On June 27, 2003 KBC filed a new motion, which in effect replaced KBC's
February 2003 motion. The new motion refined the issues dealing with
KBC's rights in funds held by Bank of America and funds passing through
Bank of America, and requested an order requiring Bank of America to turn
funds over to KBC.
KBC is a corporation located in the Cayman Islands with its center of
operations in the United States. Pertamina is an Indonesian state-owned
oil and gas company. KBC and Pertamina entered into contracts in 1994 for
a joint venture involving the development of facilities in the Karaha
area of West Java. In 1997 the projects were suspended as a result of
Indonesian government decrees. This termination of operations led KBC to
seek arbitration in Switzerland for breach of contract by Pertamina.

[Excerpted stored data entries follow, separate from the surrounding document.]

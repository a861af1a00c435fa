use serde::Deserialize;
use serde_json::Value;
use shared::{Category, Severity};
use std::str::FromStr;

use super::catalog::{self, GENERIC_TREATMENT};

/// Confidence assumed when the model omits one.
const DEFAULT_CONFIDENCE: f32 = 75.0;

#[derive(Debug, Clone, PartialEq)]
pub struct ParsedDiagnosis {
    pub diagnosis: String,
    pub confidence: f32,
    pub treatment: String,
    pub severity: Severity,
    pub category: Category,
    pub description: Option<String>,
}

/// Outcome of reading a model reply: either a structured diagnosis or the raw text.
#[derive(Debug, Clone, PartialEq)]
pub enum ParsedResponse {
    Structured(ParsedDiagnosis),
    Unstructured(String),
}

#[derive(Debug, Deserialize)]
struct RawDiagnosis {
    #[serde(default)]
    diagnosis: Option<String>,
    #[serde(default)]
    confidence: Option<Value>,
    #[serde(default)]
    treatment: Option<Value>,
    #[serde(default)]
    severity: Option<String>,
    #[serde(default)]
    category: Option<String>,
    #[serde(default)]
    description: Option<String>,
}

/// Returns the first balanced `{...}` span in `text`, skipping braces inside JSON strings.
pub fn extract_json_object(text: &str) -> Option<&str> {
    let bytes = text.as_bytes();
    let mut search_from = 0;

    while let Some(offset) = text[search_from..].find('{') {
        let start = search_from + offset;
        let mut depth = 0usize;
        let mut in_string = false;
        let mut escaped = false;

        for (i, &b) in bytes.iter().enumerate().skip(start) {
            if in_string {
                match b {
                    _ if escaped => escaped = false,
                    b'\\' => escaped = true,
                    b'"' => in_string = false,
                    _ => {}
                }
                continue;
            }
            match b {
                b'"' => in_string = true,
                b'{' => depth += 1,
                b'}' => {
                    depth -= 1;
                    if depth == 0 {
                        return Some(&text[start..=i]);
                    }
                }
                _ => {}
            }
        }

        search_from = start + 1;
    }

    None
}

/// Stage one decodes the embedded object strictly; anything that fails becomes `Unstructured`.
pub fn parse_response(text: &str) -> ParsedResponse {
    let Some(candidate) = extract_json_object(text) else {
        log::debug!("No JSON object found in model response");
        return ParsedResponse::Unstructured(text.to_string());
    };

    let raw: RawDiagnosis = match serde_json::from_str(candidate) {
        Ok(raw) => raw,
        Err(e) => {
            log::debug!("Embedded JSON did not decode: {}", e);
            return ParsedResponse::Unstructured(text.to_string());
        }
    };

    match coerce(raw) {
        Some(parsed) => ParsedResponse::Structured(parsed),
        None => {
            log::debug!("Embedded JSON has no diagnosis field");
            ParsedResponse::Unstructured(text.to_string())
        }
    }
}

fn coerce(raw: RawDiagnosis) -> Option<ParsedDiagnosis> {
    let diagnosis = raw.diagnosis.map(|d| d.trim().to_string()).filter(|d| !d.is_empty())?;
    let known = catalog::lookup(&diagnosis);

    let confidence = raw
        .confidence
        .as_ref()
        .and_then(confidence_from_value)
        .map(clamp_confidence)
        .unwrap_or(DEFAULT_CONFIDENCE);

    let treatment = raw
        .treatment
        .as_ref()
        .and_then(text_from_value)
        .or_else(|| known.map(|d| d.treatment.to_string()))
        .unwrap_or_else(|| GENERIC_TREATMENT.to_string());

    let severity = raw
        .severity
        .as_deref()
        .and_then(|s| Severity::from_str(s.trim()).ok())
        .or_else(|| known.map(|d| d.severity))
        .unwrap_or(Severity::Medium);

    let category = raw
        .category
        .as_deref()
        .and_then(|c| Category::from_str(c.trim()).ok())
        .or_else(|| known.map(|d| d.category))
        .unwrap_or(Category::Unknown);

    let description = raw
        .description
        .map(|d| d.trim().to_string())
        .filter(|d| !d.is_empty());

    Some(ParsedDiagnosis {
        diagnosis,
        confidence,
        treatment,
        severity,
        category,
        description,
    })
}

fn confidence_from_value(value: &Value) -> Option<f32> {
    match value {
        Value::Number(n) => n.as_f64().map(|v| v as f32),
        Value::String(s) => s.trim().trim_end_matches('%').trim().parse::<f32>().ok(),
        _ => None,
    }
}

/// Pins a confidence into [0, 100]; NaN becomes 0.
pub fn clamp_confidence(value: f32) -> f32 {
    if value.is_nan() {
        0.0
    } else {
        value.clamp(0.0, 100.0)
    }
}

fn text_from_value(value: &Value) -> Option<String> {
    let text = match value {
        Value::String(s) => s.trim().to_string(),
        Value::Array(items) => items
            .iter()
            .filter_map(Value::as_str)
            .map(str::trim)
            .filter(|s| !s.is_empty())
            .collect::<Vec<_>>()
            .join(" "),
        _ => return None,
    };
    (!text.is_empty()).then_some(text)
}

On December 18, 2000 the arbitral panel made an award of $261.1 million
to KBC against Pertamina. On December 4, 2001 the award was confirmed by
the U.S. District Court for the Southern District of Texas, and judgment
was entered in that court for $261.1 million. Pertamina has appealed that
judgment to the Fifth Circuit, and that appeal is still pending.
Pertamina declined to file a supersedeas bond under Fed.R.Civ.P.
62(d), and therefore there is no stay of execution.
Wholly apart from the contracts with KBC, Pertamina's business
activities involved the marketing of oil and gas products. It had at
times carried this out through joint ventures with private contractors,
pursuant to agreements known as Production Sharing Contracts. The sales
some of these ventures were channeled through trust accounts held
in Pertamina's name at Bank of America and the Bank of New York. A total
of twenty-four such accounts are at issue in this proceeding.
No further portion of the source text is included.